Haziran ayına merhaba! Bu ayın takviminde bizim için çok özel bir gün var: 5 Haziran Dünya Çevre Günü. Her yıl olduğu gibi bu yıl da doğa için düşünme, hissetme ve harekete geçme zamanı. Bu yılın teması: “Plastik kirliliğine son ver.” Ama mesele sadece çevreyle de sınırlı değil. Plastikler doğayı kirletmekle kalmıyor, artık uykumuza kadar sızıyor. Evet, yanlış duymadınız. Günlük hayatımızda kullandığımız plastik ürünler, su şişeleri, gıda ambalajları, tekstil ürünleri ve hatta makyaj malzemeleri küçük ama etkisi büyük mikroplastik içerebiliyor. Yeni yayımlanan bir araştırmaya göre bu plastiklerdeki bazı kimyasallar kafeinle benzer etki göstererek uykumuzu bozabiliyor.

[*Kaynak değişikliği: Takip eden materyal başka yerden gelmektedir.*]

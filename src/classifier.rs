use crate::record::{RESTING_HR, SPO2, TEMPERATURE, Value};

#[derive(Debug, Clone, Copy)]
enum Bound {
    Above(f64),
    AtMost(f64),
}

impl Bound {
    fn violated_by(self, v: f64) -> bool {
        match self {
            Bound::Above(limit) => v > limit,
            Bound::AtMost(limit) => v <= limit,
        }
    }
}

// Fields not listed here are never negative.
const THRESHOLDS: &[(&str, Bound)] = &[
    (TEMPERATURE, Bound::Above(99.0)), // °F
    (SPO2, Bound::AtMost(88.0)),       // %
    (RESTING_HR, Bound::Above(5.0)),   // % increase
];

#[derive(Debug, Clone, Copy, Default, PartialEq, Eq)]
pub struct Classification {
    pub is_negative: bool,
}

/// Decides whether a cell value lies outside its field's acceptable range.
///
/// Values that fail the numeric check (text, tags, missing, NaN) are never
/// negative.
pub fn classify(field: &str, value: &Value) -> Classification {
    let is_negative = THRESHOLDS
        .iter()
        .find(|(id, _)| *id == field)
        .and_then(|(_, bound)| value.as_number().map(|v| bound.violated_by(v)))
        .unwrap_or(false);
    Classification { is_negative }
}

#[cfg(test)]
mod tests {
    use super::*;
    use crate::record::{NOTES, TagEntry};
    use proptest::prelude::*;

    fn negative(field: &str, v: f64) -> bool {
        classify(field, &Value::Number(v)).is_negative
    }

    #[test]
    fn thresholds_match_at_the_boundary() {
        assert!(negative(SPO2, 88.0));
        assert!(!negative(SPO2, 89.0));
        assert!(!negative(SPO2, 88.1));
        assert!(!negative(TEMPERATURE, 99.0));
        assert!(negative(TEMPERATURE, 99.1));
        assert!(!negative(RESTING_HR, 5.0));
        assert!(negative(RESTING_HR, 5.1));
    }

    #[test]
    fn non_numeric_values_fail_open() {
        for value in [
            Value::Text("102".into()),
            Value::Missing,
            Value::Number(f64::NAN),
            Value::Tags(vec![TagEntry::new("fever", Some(9.0))]),
        ] {
            assert!(!classify(TEMPERATURE, &value).is_negative, "{value:?}");
        }
    }

    #[test]
    fn unknown_fields_are_never_negative() {
        assert!(!negative(NOTES, 1000.0));
        assert!(!negative("heart_rate", -1.0));
    }

    proptest! {
        #[test]
        fn temperature_is_negative_above_99(v in -50.0f64..200.0) {
            prop_assert_eq!(negative(TEMPERATURE, v), v > 99.0);
        }

        #[test]
        fn spo2_is_negative_at_or_below_88(v in 0.0f64..100.0) {
            prop_assert_eq!(negative(SPO2, v), v <= 88.0);
        }

        #[test]
        fn resting_hr_is_negative_above_5(v in -20.0f64..40.0) {
            prop_assert_eq!(negative(RESTING_HR, v), v > 5.0);
        }

        #[test]
        fn other_fields_never_negative(field in "[a-z_]{1,12}", v in proptest::num::f64::ANY) {
            prop_assume!(![TEMPERATURE, SPO2, RESTING_HR].contains(&field.as_str()));
            prop_assert!(!negative(&field, v));
        }

        #[test]
        fn classification_is_pure(v in 80.0f64..110.0) {
            prop_assert_eq!(
                classify(TEMPERATURE, &Value::Number(v)),
                classify(TEMPERATURE, &Value::Number(v))
            );
        }
    }
}
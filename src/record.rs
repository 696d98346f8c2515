use chrono::NaiveDateTime;
use std::cmp::Ordering;
use std::collections::BTreeMap;
use std::fmt;
use std::sync::Arc;
use tracing::{trace, warn};

use crate::editor::CellUpdater;
use crate::logging::redact;

pub const FIRST_NAME: &str = "firstName";
pub const LAST_NAME: &str = "lastName";
pub const TEMPERATURE: &str = "temperature";
pub const RESTING_HR: &str = "resting_hr";
pub const SPO2: &str = "spo2";
pub const STATUS: &str = "status";
pub const SYMPTOMS: &str = "symptoms";
pub const NOTES: &str = "notes";
pub const LAST_CONTACT_DATE: &str = "lastContactDate";

/// Storage format of contact dates, both in generated data and in files.
pub const DATE_FORMAT: &str = "%Y/%m/%d %H:%M:%S";

static MISSING: Value = Value::Missing;

#[derive(Debug, Clone, PartialEq)]
pub struct TagEntry {
    pub label: String,
    pub value: Option<f64>,
}

impl TagEntry {
    pub fn new(label: impl Into<String>, value: Option<f64>) -> Self {
        Self {
            label: label.into(),
            value,
        }
    }

    /// Parses `label` or `label:value`. A value that is not a number stays
    /// part of the label.
    pub fn parse(s: &str) -> Option<Self> {
        let s = s.trim();
        if s.is_empty() {
            return None;
        }
        if let Some((label, value)) = s.rsplit_once(':')
            && let Ok(v) = value.trim().parse::<f64>()
        {
            return Some(TagEntry::new(label.trim(), Some(v)));
        }
        Some(TagEntry::new(s, None))
    }
}

#[derive(Debug, Clone, PartialEq, Default)]
pub enum Value {
    Number(f64),
    Text(String),
    Date(NaiveDateTime),
    Tags(Vec<TagEntry>),
    #[default]
    Missing,
}

impl Value {
    /// Finite numbers only; everything else fails the numeric check.
    pub fn as_number(&self) -> Option<f64> {
        match self {
            Value::Number(n) if n.is_finite() => Some(*n),
            _ => None,
        }
    }

    pub fn is_missing(&self) -> bool {
        matches!(self, Value::Missing)
    }

    /// Parses `label[:value]` entries separated by `;`.
    pub fn parse_tags(s: &str) -> Value {
        Value::Tags(s.split(';').filter_map(TagEntry::parse).collect())
    }

    pub fn parse_date(s: &str) -> Value {
        let s = s.trim();
        for fmt in [DATE_FORMAT, "%Y-%m-%d %H:%M:%S%.f", "%Y-%m-%dT%H:%M:%S%.f"] {
            if let Ok(d) = NaiveDateTime::parse_from_str(s, fmt) {
                return Value::Date(d);
            }
        }
        Value::Text(s.to_string())
    }

    /// Ordering used by column sorting. Missing values sort last, values of
    /// different kinds are compared by their text.
    pub fn compare(&self, other: &Value) -> Ordering {
        match (self, other) {
            (Value::Missing, Value::Missing) => Ordering::Equal,
            (Value::Missing, _) => Ordering::Greater,
            (_, Value::Missing) => Ordering::Less,
            (Value::Number(a), Value::Number(b)) => a.partial_cmp(b).unwrap_or(Ordering::Equal),
            (Value::Date(a), Value::Date(b)) => a.cmp(b),
            (a, b) => a.to_string().cmp(&b.to_string()),
        }
    }
}

pub fn format_number(n: f64) -> String {
    if n.fract() == 0.0 && n.abs() < 1e15 {
        format!("{n:.0}")
    } else {
        format!("{n}")
    }
}

impl fmt::Display for Value {
    fn fmt(&self, f: &mut fmt::Formatter<'_>) -> fmt::Result {
        match self {
            Value::Number(n) => write!(f, "{}", format_number(*n)),
            Value::Text(s) => write!(f, "{s}"),
            Value::Date(d) => write!(f, "{}", d.format(DATE_FORMAT)),
            Value::Tags(tags) => {
                let parts = tags
                    .iter()
                    .map(|t| match t.value {
                        Some(v) => format!("{}:{}", t.label, format_number(v)),
                        None => t.label.clone(),
                    })
                    .collect::<Vec<String>>();
                write!(f, "{}", parts.join(";"))
            }
            Value::Missing => Ok(()),
        }
    }
}

#[derive(Debug, Clone, Default, PartialEq)]
pub struct Row {
    fields: BTreeMap<String, Value>,
    pub sub_rows: Vec<Row>,
}

impl Row {
    pub fn new() -> Self {
        Self::default()
    }

    pub fn with(mut self, field: impl Into<String>, value: Value) -> Self {
        self.set(field, value);
        self
    }

    pub fn get(&self, field: &str) -> &Value {
        self.fields.get(field).unwrap_or(&MISSING)
    }

    pub fn set(&mut self, field: impl Into<String>, value: Value) {
        self.fields.insert(field.into(), value);
    }
}

/// The row collection. Every mutation replaces the shared vector, so a view
/// holding an older `Arc` never observes a partial write.
#[derive(Debug, Clone, Default)]
pub struct Dataset {
    rows: Arc<Vec<Row>>,
}

impl Dataset {
    pub fn new(rows: Vec<Row>) -> Self {
        Self {
            rows: Arc::new(rows),
        }
    }

    pub fn rows(&self) -> Arc<Vec<Row>> {
        Arc::clone(&self.rows)
    }

    pub fn len(&self) -> usize {
        self.rows.len()
    }

    pub fn is_empty(&self) -> bool {
        self.rows.is_empty()
    }

    pub fn get(&self, idx: usize) -> Option<&Row> {
        self.rows.get(idx)
    }

    pub fn set_data(&mut self, rows: Vec<Row>) {
        trace!("Replacing dataset with {} rows", rows.len());
        self.rows = Arc::new(rows);
    }

    pub fn push(&mut self, row: Row) {
        let mut rows = (*self.rows).clone();
        rows.push(row);
        self.set_data(rows);
    }

    pub fn remove_indices(&mut self, indices: &[usize]) -> usize {
        let before = self.rows.len();
        let rows: Vec<Row> = self
            .rows
            .iter()
            .enumerate()
            .filter(|(i, _)| !indices.contains(i))
            .map(|(_, r)| r.clone())
            .collect();
        self.set_data(rows);
        before - self.rows.len()
    }
}

impl CellUpdater for Dataset {
    fn update_cell(&mut self, row_index: usize, field: &str, value: Value) {
        if row_index >= self.rows.len() {
            warn!("Ignoring update of {field} for unknown row {row_index}");
            return;
        }
        trace!(
            "Update cell {row_index}:{field} = {}",
            redact(&value.to_string())
        );
        let mut rows = (*self.rows).clone();
        rows[row_index].set(field, value);
        self.set_data(rows);
    }
}

#[cfg(test)]
mod tests {
    use super::*;

    #[test]
    fn missing_fields_read_as_missing() {
        let row = Row::new().with(TEMPERATURE, Value::Number(98.6));
        assert_eq!(row.get(TEMPERATURE), &Value::Number(98.6));
        assert!(row.get(SPO2).is_missing());
    }

    #[test]
    fn tags_parse_with_and_without_values() {
        let v = Value::parse_tags("cough:3; fever ;note: high");
        assert_eq!(
            v,
            Value::Tags(vec![
                TagEntry::new("cough", Some(3.0)),
                TagEntry::new("fever", None),
                TagEntry::new("note: high", None),
            ])
        );
        assert_eq!(v.to_string(), "cough:3;fever;note: high");
    }

    #[test]
    fn dates_parse_from_storage_and_iso_format() {
        assert!(matches!(
            Value::parse_date("2020/04/01 10:30:00"),
            Value::Date(_)
        ));
        assert!(matches!(
            Value::parse_date("2020-04-01 10:30:00.000"),
            Value::Date(_)
        ));
        assert_eq!(
            Value::parse_date("yesterday"),
            Value::Text("yesterday".into())
        );
    }

    #[test]
    fn compare_sorts_missing_last_and_numbers_numerically() {
        assert_eq!(
            Value::Number(9.0).compare(&Value::Number(10.0)),
            Ordering::Less
        );
        assert_eq!(Value::Missing.compare(&Value::Number(1.0)), Ordering::Greater);
        assert_eq!(
            Value::Text("b".into()).compare(&Value::Text("a".into())),
            Ordering::Greater
        );
    }

    #[test]
    fn dataset_mutations_replace_the_shared_rows() {
        let mut data = Dataset::new(vec![Row::new(), Row::new(), Row::new()]);
        let before = data.rows();

        data.update_cell(1, NOTES, Value::Text("call back".into()));
        assert!(before[1].get(NOTES).is_missing());
        assert_eq!(data.get(1).unwrap().get(NOTES), &Value::Text("call back".into()));

        assert_eq!(data.remove_indices(&[0, 2]), 2);
        assert_eq!(data.len(), 1);
        assert_eq!(before.len(), 3);

        data.push(Row::new());
        assert_eq!(data.len(), 2);
    }

    #[test]
    fn out_of_range_update_is_ignored() {
        let mut data = Dataset::new(vec![Row::new()]);
        data.update_cell(5, NOTES, Value::Text("x".into()));
        assert_eq!(data.len(), 1);
        assert!(data.get(0).unwrap().get(NOTES).is_missing());
    }
}
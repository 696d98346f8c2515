//! Logging setup.
//!
//! The terminal is owned by the UI, so log lines go to a file. Without a log
//! file only the error layer is installed, which keeps span traces available
//! for error reports.

use std::fs::OpenOptions;
use std::path::PathBuf;
use std::sync::Mutex;
use std::sync::atomic::{AtomicBool, Ordering};
use tracing::Level;
use tracing_error::ErrorLayer;
use tracing_subscriber::{EnvFilter, fmt, layer::SubscriberExt, util::SubscriberInitExt};

use crate::domain::VitalsError;

/// Environment variable overriding the verbosity derived level.
pub const LOG_ENV: &str = "VITALS_LOG";

pub const REDACTED_VALUE: &str = "[REDACTED]";

static LOG_DATA_ENABLED: AtomicBool = AtomicBool::new(false);

pub fn log_data_enabled() -> bool {
    LOG_DATA_ENABLED.load(Ordering::Relaxed)
}

/// Cell values are patient data. They only show up in logs with `--log-data`.
pub fn redact(value: &str) -> &str {
    if log_data_enabled() {
        value
    } else {
        REDACTED_VALUE
    }
}

#[derive(Debug, Clone)]
pub struct LogConfig {
    pub level: Level,
    pub log_file: Option<PathBuf>,
    pub log_data: bool,
}

impl LogConfig {
    pub fn from_verbosity(verbosity: u8) -> Self {
        let level = match verbosity {
            0 => Level::WARN,
            1 => Level::INFO,
            2 => Level::DEBUG,
            _ => Level::TRACE,
        };
        Self {
            level,
            log_file: None,
            log_data: false,
        }
    }

    fn filter(&self) -> EnvFilter {
        EnvFilter::try_from_env(LOG_ENV)
            .unwrap_or_else(|_| EnvFilter::new(self.level.as_str().to_lowercase()))
    }
}

pub fn init_logging(config: &LogConfig) -> Result<(), VitalsError> {
    LOG_DATA_ENABLED.store(config.log_data, Ordering::Relaxed);

    let result = match &config.log_file {
        Some(path) => {
            let file = OpenOptions::new().create(true).append(true).open(path)?;
            tracing_subscriber::registry()
                .with(config.filter())
                .with(
                    fmt::layer()
                        .with_writer(Mutex::new(file))
                        .with_ansi(false)
                        .with_target(true),
                )
                .with(ErrorLayer::default())
                .try_init()
        }
        None => tracing_subscriber::registry()
            .with(ErrorLayer::default())
            .try_init(),
    };
    result.map_err(|e| VitalsError::Logging(e.to_string()))
}

#[cfg(test)]
mod tests {
    use super::*;

    #[test]
    fn verbosity_maps_to_levels() {
        assert_eq!(LogConfig::from_verbosity(0).level, Level::WARN);
        assert_eq!(LogConfig::from_verbosity(2).level, Level::DEBUG);
        assert_eq!(LogConfig::from_verbosity(9).level, Level::TRACE);
    }

    #[test]
    fn values_are_redacted_by_default() {
        assert_eq!(redact("98.6"), REDACTED_VALUE);
    }
}
use ratatui::{
    Frame,
    layout::{Constraint, Layout, Rect},
    style::{Color, Modifier, Style, Stylize},
    text::{Line, Span, Text},
    widgets::{Block, Cell, Clear, Paragraph, Row, Table, TableState},
};
use std::iter::once;

use crate::domain::CMDMode;
use crate::model::{Model, SelectionState, UIData};
use crate::renderer::DisplayOutput;

pub const CMDLINE_HEIGH: u16 = 1;
pub const FOOTER_HEIGHT: u16 = 1;
pub const TABLE_HEADER_HEIGHT: u16 = 2;
pub const COLUMN_WIDTH_MARGIN: usize = 1;

const WARNING_RED: Color = Color::Rgb(255, 96, 96);
const POPUP_WIDTH: u16 = 64;
const POPUP_HEIGHT: u16 = 28;

#[derive(Default)]
pub struct TableUI {
    state: TableState,
}

fn checkbox(selected: bool) -> &'static str {
    if selected { "[x]" } else { "[ ]" }
}

fn output_cell(output: &DisplayOutput) -> Cell<'static> {
    match output {
        DisplayOutput::Text(s) => Cell::from(s.clone()),
        DisplayOutput::Editable { text, dirty } => {
            if *dirty {
                Cell::from(Span::styled(
                    text.clone(),
                    Style::new().fg(Color::Yellow).add_modifier(Modifier::ITALIC),
                ))
            } else {
                Cell::from(text.clone())
            }
        }
        DisplayOutput::Tags(badges) => {
            let mut spans = Vec::with_capacity(badges.len() * 3);
            for badge in badges {
                spans.push(Span::styled(
                    format!(" {} ", badge.label),
                    Style::new().fg(Color::Black).bg(Color::Gray),
                ));
                if let Some(detail) = &badge.detail {
                    spans.push(Span::styled(
                        format!("{detail} "),
                        Style::new().fg(Color::White).bg(Color::DarkGray),
                    ));
                }
                spans.push(Span::raw(" "));
            }
            Cell::from(Line::from(spans))
        }
        DisplayOutput::Warning(s) => {
            let style = Style::new().fg(WARNING_RED).add_modifier(Modifier::BOLD);
            Cell::from(Line::from(vec![
                Span::styled("⚠ ", style),
                Span::styled(s.clone(), style),
            ]))
        }
        DisplayOutput::Error(s) => Cell::from(Span::styled(
            s.clone(),
            Style::new().fg(WARNING_RED).add_modifier(Modifier::REVERSED),
        )),
    }
}

fn popup_area(area: Rect, width: u16, height: u16) -> Rect {
    let width = width.min(area.width);
    let height = height.min(area.height);
    Rect::new(
        area.x + (area.width - width) / 2,
        area.y + (area.height - height) / 2,
        width,
        height,
    )
}

fn footer_line(ui: &UIData) -> Line<'static> {
    let page_size = match ui.page_size {
        0 => "all".to_string(),
        n => n.to_string(),
    };
    let mut spans = vec![
        Span::from(format!(" Page {}/{}", ui.page_index + 1, ui.page_count)).bold(),
        Span::from(format!(" | {page_size} per page | {} of {} rows | {} selected", ui.nrows, ui.total_rows, ui.nselected)),
    ];
    if let Some(h) = ui.headers.iter().find(|h| h.sorted.is_some()) {
        let arrow = if h.sorted == Some(true) { "↑" } else { "↓" };
        spans.push(Span::from(format!(" | sorted by {} {arrow}", h.title)));
    }
    if let Some(filter) = &ui.filter {
        spans.push(Span::from(" | filter: "));
        spans.push(Span::from(filter.clone()).yellow());
    }
    Line::from(spans)
}

impl TableUI {
    pub fn new() -> Self {
        Self::default()
    }

    pub fn draw(&mut self, model: &Model, frame: &mut Frame) {
        self.draw_uidata(model.get_uidata(), frame);
    }

    fn draw_uidata(&mut self, ui: &UIData, frame: &mut Frame) {
        let [table_area, footer_area, cmd_area] = Layout::vertical([
            Constraint::Min(TABLE_HEADER_HEIGHT + 2),
            Constraint::Length(FOOTER_HEIGHT),
            Constraint::Length(CMDLINE_HEIGH),
        ])
        .areas(frame.area());

        self.draw_table(ui, frame, table_area);
        frame.render_widget(Paragraph::new(footer_line(ui)), footer_area);
        Self::draw_cmdline(ui, frame, cmd_area);

        if ui.show_popup {
            let area = popup_area(frame.area(), POPUP_WIDTH, POPUP_HEIGHT);
            frame.render_widget(Clear, area);
            frame.render_widget(
                Paragraph::new(ui.popup_message.as_str())
                    .block(Block::bordered().title(Line::from(" Help ").bold().centered())),
                area,
            );
        }
    }

    fn draw_table(&mut self, ui: &UIData, frame: &mut Frame, area: Rect) {
        let label_width = ui.rows.iter().map(|r| r.label.len()).max().unwrap_or(1);
        let selection_width = (3 + 1 + label_width) as u16;

        let all_selected = match ui.selection {
            SelectionState::All => "[x]",
            SelectionState::Some => "[-]",
            SelectionState::None => "[ ]",
        };
        let header = Row::new(
            once(Cell::from(Text::from(vec![Line::from(""), Line::from(all_selected)]))).chain(
                ui.headers.iter().map(|h| {
                    let title = match h.sorted {
                        Some(true) => format!("{} ↑", h.title),
                        Some(false) => format!("{} ↓", h.title),
                        None => h.title.clone(),
                    };
                    Cell::from(Text::from(vec![
                        Line::from(h.group.clone()).dim(),
                        Line::from(title).bold(),
                    ]))
                }),
            ),
        )
        .height(TABLE_HEADER_HEIGHT);

        let rows = ui.rows.iter().enumerate().map(|(ridx, row)| {
            let selection = Cell::from(format!("{} {:>label_width$}", checkbox(row.selected), row.label));
            Row::new(once(selection).chain(row.cells.iter().enumerate().map(|(cidx, out)| {
                let cell = output_cell(out);
                if ridx == ui.selected_row && cidx == ui.selected_column {
                    let modifier = if ui.editing { Modifier::UNDERLINED } else { Modifier::REVERSED };
                    cell.style(Style::new().add_modifier(modifier))
                } else {
                    cell
                }
            })))
        });

        let widths = once(Constraint::Length(selection_width))
            .chain(ui.headers.iter().map(|h| Constraint::Length(h.width as u16)));

        let table = Table::new(rows, widths)
            .header(header)
            .column_spacing(1)
            .row_highlight_style(Style::new().bg(Color::Rgb(40, 40, 40)))
            .block(
                Block::bordered()
                    .title(Line::from(format!(" {} ", ui.name)).bold().centered())
                    .title_bottom(Line::from(" ? help | q quit ").centered()),
            );

        self.state
            .select((!ui.rows.is_empty()).then_some(ui.selected_row));
        frame.render_stateful_widget(table, area, &mut self.state);
    }

    fn draw_cmdline(ui: &UIData, frame: &mut Frame, area: Rect) {
        if ui.active_cmdinput {
            let prompt = match ui.cmd_mode {
                Some(CMDMode::Filter) => "/",
                Some(CMDMode::EditCell) => "edit: ",
                None => "> ",
            };
            let line = Line::from(vec![
                Span::from(prompt).bold(),
                Span::from(ui.cmdinput.input.clone()),
            ]);
            frame.render_widget(Paragraph::new(line), area);
            let x = area.x + (prompt.chars().count() + ui.cmdinput.curser_pos) as u16;
            frame.set_cursor_position((x.min(area.right().saturating_sub(1)), area.y));
        } else {
            frame.render_widget(Paragraph::new(ui.status_message.as_str()).dim(), area);
        }
    }
}

#[cfg(test)]
mod tests {
    use super::*;
    use crate::columns::patient_columns;
    use crate::config::GridConfig;
    use crate::domain::Message;
    use crate::mockdata::MockGenerator;
    use crate::record::{FIRST_NAME, Row as Record, SPO2, SYMPTOMS, TEMPERATURE, TagEntry, Value};
    use ratatui::{Terminal, backend::TestBackend};

    fn model() -> Model {
        let rows = (0..5)
            .map(|i| {
                Record::new()
                    .with(FIRST_NAME, Value::Text(format!("Patient{i}")))
                    .with(TEMPERATURE, Value::Number(98.0 + i as f64 * 0.5))
                    .with(SPO2, Value::Number(95.0))
                    .with(SYMPTOMS, Value::Tags(vec![TagEntry::new("cough", Some(3.0))]))
            })
            .collect();
        let config = GridConfig::default().with_page_size(2);
        Model::init(&config, "ward", patient_columns(), rows, MockGenerator::new(1))
    }

    fn render(model: &Model) -> String {
        let mut terminal = Terminal::new(TestBackend::new(180, 20)).unwrap();
        let mut ui = TableUI::new();
        terminal.draw(|f| ui.draw(model, f)).unwrap();
        terminal
            .backend()
            .buffer()
            .content
            .iter()
            .map(|c| c.symbol())
            .collect()
    }

    #[test]
    fn grid_shows_headers_cells_and_footer() {
        let screen = render(&model());
        assert!(screen.contains("Patient"));
        assert!(screen.contains("First Name"));
        assert!(screen.contains("Patient0"));
        assert!(screen.contains("98°F"));
        assert!(screen.contains("cough"));
        assert!(screen.contains("Page 1/3"));
        assert!(screen.contains("[ ]"));
    }

    #[test]
    fn negative_values_get_a_warning_sign() {
        let mut m = model();
        m.update(Some(Message::LastPage));
        let screen = render(&m);
        assert!(screen.contains("⚠ 100°F"));
        assert!(screen.contains("Page 3/3"));
    }

    #[test]
    fn help_popup_is_drawn_on_top() {
        let mut m = model();
        m.update(Some(Message::Help));
        let screen = render(&m);
        assert!(screen.contains("Help"));
        assert!(screen.contains("Navigation"));
    }

    #[test]
    fn popup_area_is_clamped_to_the_frame() {
        let area = popup_area(Rect::new(0, 0, 40, 10), POPUP_WIDTH, POPUP_HEIGHT);
        assert_eq!(area, Rect::new(0, 0, 40, 10));
        let area = popup_area(Rect::new(0, 0, 100, 40), 20, 10);
        assert_eq!(area, Rect::new(40, 15, 20, 10));
    }
}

Yaz mevsimine birkaç gün sonra merhaba diyeceğiz... Mevsimin ilkbahardan yaza geçişiyle birlikte güneş ışıldayan yüzünü daha fazla gösterecek. Bu da yalnızca ruh hali değil, bağışıklık sisteminden hücresel sağlığa pek çok faktörün ışıldaması için harika bir fırsat. Çünkü güneş demek, aynı zamanda D vitamini demek.
D vitamini yıllardır kemik sağlığıyla ilişkilendirilse de artık çok daha fazlasından, hatta kendisinin bir vitamin değil bir hormon gibi etki gösterdiğinden bahsetmek mümkün. Bu konuda yapılan çalışmalar gösteriyor ki, bu vitamin yalnızca kemikleri değil, yaş alma sürecini, bağışıklığı, duygu durumunu, hatta hücrelerin dayanıklılığını da etkiliyor.
Yaz ayları, bu nedenle hem fiziksel hem ruhsal yenilenme için oldukça kıymetli bir zaman. Gün içinde kısa yürüyüşler, açık havada geçirilen vakit, egzersiz, yeterli ve dengeli beslenme gibi adımların tamamı D vitamini seviyelerinizi korumaya yardımcı olur.